Brasil – a zona cinza

Por Rosemberg Cariry*

Primo Lévi, escrevendo sobre a situação limite dos campos de concentração, quando é abolida a perspectiva de futuro, fala da zona cinza. Nessa condição, os valores civilizacionais são esquecidos, o mal toma aspecto de normalidade, os prisioneiros se submetem às situações mais absurdas e são hostis entre si, numa luta insana, sem ética e sem piedade, que lembra o absurdo kafkiano. Diferenciando-se do modelo concentracionário nazi, o fascismo derivado do capitalismo neoliberal tem uma capilaridade destrutiva, capaz de jogar uma nação inteira na zona cinza da bestialidade. Quando o incêndio das florestas, a matança de índios, de negros, de pobres e de lideranças sociais; a entrega de todos os bens nacionais e a substituição da soberania pela submissão a países hegemônicos, a destruição da cultura e da educação já são rotinas tidas como normalidades, sob aplauso ou impotência das massas bestializadas, estamos diante de uma catástrofe humanitária de grande proporção.

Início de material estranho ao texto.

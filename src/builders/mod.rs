//! Builders that wire the server together from [`ServerConfig`](crate::config::ServerConfig).

pub mod server_builder;

pub use server_builder::{build_registry, build_router, build_server, build_server_with};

Os que são insubmissos e se recusam a aceitar a naturalidade do autoritarismo (em suas velhas e novas formas), vivem o cerco da banalidade do mal e da angústia mais profunda. Os que não suportam a situação e fogem do país são penalizados pelas dúvidas, saudades e duras condições de recomeço que encontram em um mundo estrangeiro. A melhor opção talvez seja mesmo ficar e lutar. Ficar e denunciar. Ficar e ajudar na construção do futuro e da esperança. Sabendo que, antes de tudo, o maior projeto é manter a sanidade mental. Afinal, o pior do neofascismo é fazer as pessoas destruírem-se a si mesmas. É preciso não dar ao tirano de plantão, o prazer de nos ver cair pela depressão ou pela desesperança. A dignidade humana é uma construção e o amanhã se faz das luzes que conseguirmos acender nessa escuridão. Se nenhuma luz for acesa, então é hora de partir, sem remorsos e sem olhar para trás, para que não se transforme o retirante em uma estátua de sal, como a mulher de Ló.